Roadbuster - July 7, 2008 03:11 PM (GMT)
| QUOTE |
| eat all the ice cream & milkshakes you want for the next few days |
Y'know.. I was actually eating Roast Beef that night when I got home... (completely AGAINST dentist orders) I never went the ice-cream-pudding route...
Prisma Nova - July 7, 2008 04:48 PM (GMT)
For the wisdom teeth, I'm part of that 1% population that got complications, and I will not elaborate, since I do not want to scare Mousette. But you gotta do it, and it will be fine. Besides, it is like a rite of passage, you are in a way officially and adult. :D
As for the mourning part, each person mourns differently.
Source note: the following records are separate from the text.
//! Pull events and the sinks that consume them.
//!
//! Components never write to the console. They emit [`PullEvent`]s into an
//! injected [`EventSink`]; the front end decides how to render them.

use std::path::PathBuf;
use std::sync::Arc;
use std::time::Duration;

use parking_lot::Mutex;
use tokio::sync::mpsc;

use crate::classify::ErrorKind;

/// Steps of a pull.
#[derive(Debug, Clone, Copy, PartialEq, Eq, Hash)]
pub enum PullStage {
    /// Parsing the image reference.
    ResolveReference,
    /// Choosing credentials.
    SelectAuth,
    /// Probing and trying mirrors.
    MaybeMirror,
    /// Fetching the image descriptor.
    FetchMetadata,
    /// Transferring image content.
    FetchContent,
    /// Writing the archive.
    Persist,
    /// Finished successfully.
    Done,
    /// Terminal failure.
    Failed,
}

impl std::fmt::Display for PullStage {
    fn fmt(&self, f: &mut std::fmt::Formatter<'_>) -> std::fmt::Result {
        let name = match self {
            Self::ResolveReference => "resolve-reference",
            Self::SelectAuth => "select-auth",
            Self::MaybeMirror => "mirror",
            Self::FetchMetadata => "fetch-metadata",
            Self::FetchContent => "fetch-content",
            Self::Persist => "persist",
            Self::Done => "done",
            Self::Failed => "failed",
        };
        f.write_str(name)
    }
}

/// Result of a single attempt inside the retry executor.
#[derive(Debug, Clone, PartialEq, Eq)]
pub enum AttemptOutcome {
    /// The attempt succeeded.
    Succeeded,
    /// The attempt failed; the message is the raw error text.
    Failed(String),
}

/// One attempt made by the retry executor.
#[derive(Debug, Clone, PartialEq, Eq)]
pub struct AttemptEvent {
    /// Operation label.
    pub label: String,
    /// Zero-based attempt index.
    pub attempt: u32,
    /// Retry budget of the operation.
    pub max_retries: u32,
    /// What happened.
    pub outcome: AttemptOutcome,
    /// Backoff before the next attempt, if one follows.
    pub delay: Option<Duration>,
}

/// Result of probing one mirror.
#[derive(Debug, Clone, PartialEq, Eq)]
pub struct ProbeEvent {
    /// Mirror URL.
    pub url: String,
    /// Whether the mirror answered the capability check.
    pub available: bool,
    /// Round-trip time of the probe.
    pub latency: Duration,
    /// Failure description for unavailable mirrors.
    pub error: Option<String>,
}

/// Bytes transferred so far against a fixed total.
#[derive(Debug, Clone, Copy, PartialEq, Eq, Default)]
pub struct TransferProgress {
    /// Bytes read so far.
    pub downloaded: u64,
    /// Expected total; zero when unknown.
    pub total: u64,
}

impl TransferProgress {
    /// Completion percentage, or `None` when the total is zero.
    #[allow(clippy::cast_precision_loss)]
    pub fn percent(&self) -> Option<f64> {
        if self.total == 0 {
            None
        } else {
            Some(self.downloaded as f64 * 100.0 / self.total as f64)
        }
    }
}

/// Severity of free-form messages.
#[derive(Debug, Clone, Copy, PartialEq, Eq)]
pub enum MessageLevel {
    /// Shown only in verbose mode.
    Debug,
    /// Normal progress information.
    Info,
    /// Something went wrong but the pull continues.
    Warn,
}

/// Final outcome of a pull.
#[derive(Debug, Clone, PartialEq)]
pub enum PullOutcome {
    /// The archive was written.
    Completed {
        /// Archive path.
        output: PathBuf,
    },
    /// Dry run: nothing was transferred.
    Planned,
    /// The pull failed.
    Failed {
        /// Classified kind.
        kind: ErrorKind,
        /// Remediation message.
        message: String,
    },
}

/// Everything a pull reports while running.
#[derive(Debug, Clone, PartialEq)]
pub enum PullEvent {
    /// The pull moved to a new stage.
    Stage(PullStage),
    /// The retry executor finished an attempt.
    Attempt(AttemptEvent),
    /// A mirror probe completed.
    Probe(ProbeEvent),
    /// A mirror is about to be tried.
    MirrorSelected {
        /// Mirror URL.
        url: String,
        /// Rewritten reference.
        reference: String,
    },
    /// A mirror attempt failed.
    MirrorFailed {
        /// Mirror URL.
        url: String,
        /// Raw error text.
        error: String,
    },
    /// Byte-level transfer progress.
    Progress(TransferProgress),
    /// Free-form message.
    Message {
        /// Severity.
        level: MessageLevel,
        /// Text.
        text: String,
    },
    /// The pull ended.
    Finished(PullOutcome),
}

/// Consumer of pull events.
///
/// `emit` is called on the pulling task, progress events included, so
/// implementations must return quickly and must not call back into the puller.
pub trait EventSink: Send + Sync {
    /// Handles one event.
    fn emit(&self, event: PullEvent);
}

impl<T: EventSink + ?Sized> EventSink for Arc<T> {
    fn emit(&self, event: PullEvent) {
        (**self).emit(event);
    }
}

/// Discards all events.
#[derive(Debug, Clone, Copy, Default)]
pub struct NoopSink;

impl EventSink for NoopSink {
    fn emit(&self, _event: PullEvent) {}
}

/// Forwards events to `tracing`.
///
/// Mirror and attempt failures are logged at debug level unless verbose.
#[derive(Debug, Clone, Copy, Default)]
pub struct TracingSink {
    verbose: bool,
}

impl TracingSink {
    /// Creates a sink.
    pub const fn new(verbose: bool) -> Self {
        Self { verbose }
    }
}

impl EventSink for TracingSink {
    fn emit(&self, event: PullEvent) {
        match event {
            PullEvent::Stage(stage) => tracing::debug!(%stage, "Stage"),
            PullEvent::Attempt(AttemptEvent {
                label,
                attempt,
                max_retries,
                outcome: AttemptOutcome::Failed(error),
                delay,
            }) => {
                let delay_ms = delay.map(|d| d.as_millis());
                if self.verbose {
                    tracing::warn!(%label, attempt, max_retries, ?delay_ms, %error, "Attempt failed");
                } else {
                    tracing::debug!(%label, attempt, max_retries, ?delay_ms, %error, "Attempt failed");
                }
            }
            PullEvent::Attempt(AttemptEvent { label, attempt, .. }) => {
                tracing::debug!(%label, attempt, "Attempt succeeded");
            }
            PullEvent::Probe(ProbeEvent {
                url,
                available,
                latency,
                error,
            }) => {
                tracing::info!(
                    %url,
                    available,
                    latency_ms = latency.as_millis(),
                    error = error.as_deref().unwrap_or(""),
                    "Mirror probed"
                );
            }
            PullEvent::MirrorSelected { url, reference } => {
                tracing::info!(%url, %reference, "Trying mirror");
            }
            PullEvent::MirrorFailed { url, error } => {
                if self.verbose {
                    tracing::warn!(%url, %error, "Mirror failed");
                } else {
                    tracing::debug!(%url, %error, "Mirror failed");
                }
            }
            PullEvent::Progress(progress) => {
                tracing::trace!(
                    downloaded = progress.downloaded,
                    total = progress.total,
                    "Progress"
                );
            }
            PullEvent::Message { level, text } => match level {
                MessageLevel::Debug => tracing::debug!("{text}"),
                MessageLevel::Info => tracing::info!("{text}"),
                MessageLevel::Warn => tracing::warn!("{text}"),
            },
            PullEvent::Finished(PullOutcome::Completed { output }) => {
                tracing::info!(output = %output.display(), "Pull completed");
            }
            PullEvent::Finished(PullOutcome::Planned) => tracing::info!("Dry run completed"),
            PullEvent::Finished(PullOutcome::Failed { kind, message }) => {
                tracing::error!(%kind, %message, "Pull failed");
            }
        }
    }
}

/// Hands events to a single consumer over an unbounded channel.
///
/// Emitting never blocks. Events sent after the receiver is dropped are discarded.
#[derive(Debug, Clone)]
pub struct ChannelSink {
    tx: mpsc::UnboundedSender<PullEvent>,
}

impl ChannelSink {
    /// Creates a sink and the receiver its events arrive on.
    pub fn new() -> (Self, mpsc::UnboundedReceiver<PullEvent>) {
        let (tx, rx) = mpsc::unbounded_channel();
        (Self { tx }, rx)
    }
}

impl EventSink for ChannelSink {
    fn emit(&self, event: PullEvent) {
        let _ = self.tx.send(event);
    }
}

/// Collects events in memory.
#[derive(Debug, Default)]
pub struct RecordingSink {
    events: Mutex<Vec<PullEvent>>,
}

impl RecordingSink {
    /// Creates an empty recorder.
    pub fn new() -> Self {
        Self::default()
    }

    /// Returns a copy of everything recorded so far.
    pub fn events(&self) -> Vec<PullEvent> {
        self.events.lock().clone()
    }
}

impl EventSink for RecordingSink {
    fn emit(&self, event: PullEvent) {
        self.events.lock().push(event);
    }
}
There is no wrong way or bad way, you feel what you feel, as long as you do not do anything inappropriate that would hurt some other members of the family. I remember, when I my grandfather died (we were very close), I had trouble dealing with it, basically at that time, I was in a depression. When I got out of it, then I felt it... and took me several month to come to terms with it. One of my friends lost her father a few days before Christmas, and her way was to mourn privately, even if her closest friends where not allowed within her bubble of mourning.
We feel emotions on a lot of situations, but it doesn't mean we all have to feel the same. Do not stress yourself on how you must "feel" inside, as long as you "act" towards others respectfully.
Poop-Flinger Prime - July 7, 2008 05:48 PM (GMT)
Just don't hold yourself to someone else's notion of how you should feel. That's obsurd. I agree with Prisma-chan, Just be respectful, even if it is more than you feel the departed deserves. It makes you a bigger person.